When the string "sqlx" is part of a line in the data below, report the whole line.

• Records to use
--- START ---
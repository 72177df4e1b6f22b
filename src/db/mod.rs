pub mod repository;

use chrono::Utc;
use sqlx::SqlitePool;
use tracing::info;
use uuid::Uuid;

use crate::auth;
use crate::error::AppError;
use crate::models::{Career, Role, User};

const DEFAULT_CAREERS: [&str; 3] = [
    "Ingeniería de Software",
    "Derecho",
    "Arquitectura y Urbanismo",
];

const ADMIN_USERNAME: &str = "admin@ulasalle.edu.pe";

/// Insert the baseline careers and the administrator account when the
/// database is empty. Safe to run on every startup.
pub async fn seed(db: &SqlitePool) -> Result<(), AppError> {
    if repository::count_careers(db).await? == 0 {
        for name in DEFAULT_CAREERS {
            let career = Career {
                id: Uuid::new_v4().to_string(),
                name: name.to_string(),
                created_at: Utc::now().to_rfc3339(),
            };
            repository::insert_career(db, &career).await?;
        }
        info!("seeded {} careers", DEFAULT_CAREERS.len());
    }

    if repository::find_user_by_username(db, ADMIN_USERNAME)
        .await?
        .is_none()
    {
        let admin = User {
            id: Uuid::new_v4().to_string(),
            username: ADMIN_USERNAME.to_string(),
            password_digest: auth::hash_password("admin123"),
            full_name: "Administrador del Sistema".to_string(),
            role: Role::Coordinator,
            career: None,
            created_at: Utc::now().to_rfc3339(),
        };
        repository::insert_user(db, &admin).await?;
        info!("seeded administrator account {}", ADMIN_USERNAME);
    }

    Ok(())
}

#[cfg(test)]
mod tests {
    use super::*;

    async fn setup() -> SqlitePool {
        let db = SqlitePool::connect("sqlite::memory:").await.expect("connect");
        sqlx::migrate!("./migrations").run(&db).await.expect("migrate");
        db
    }

    #[tokio::test]
    async fn seed_populates_empty_database() {
        let db = setup().await;
        seed(&db).await.expect("seed");

        assert_eq!(repository::count_careers(&db).await.expect("count"), 3);
        let admin = repository::find_user_by_username(&db, ADMIN_USERNAME)
            .await
            .expect("query")
            .expect("admin exists");
        assert_eq!(admin.role, Role::Coordinator);
        assert!(admin.career.is_none());
        assert!(auth::verify_password("admin123", &admin.password_digest));
    }

    #[tokio::test]
    async fn seed_is_idempotent() {
        let db = setup().await;
        seed(&db).await.expect("first");
        seed(&db).await.expect("second");

        assert_eq!(repository::count_careers(&db).await.expect("count"), 3);
        assert_eq!(
            repository::fetch_users(&db).await.expect("users").len(),
            1
        );
    }

    #[tokio::test]
    async fn seed_keeps_existing_careers() {
        let db = setup().await;
        let career = Career {
            id: Uuid::new_v4().to_string(),
            name: "Medicina".to_string(),
            created_at: Utc::now().to_rfc3339(),
        };
        repository::insert_career(&db, &career).await.expect("insert");

        seed(&db).await.expect("seed");
        assert_eq!(repository::count_careers(&db).await.expect("count"), 1);
    }
}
--- END ---
• Written reply
use sqlx::SqlitePool;
        sqlx::migrate!("./migrations").run(&db).await.expect("migrate");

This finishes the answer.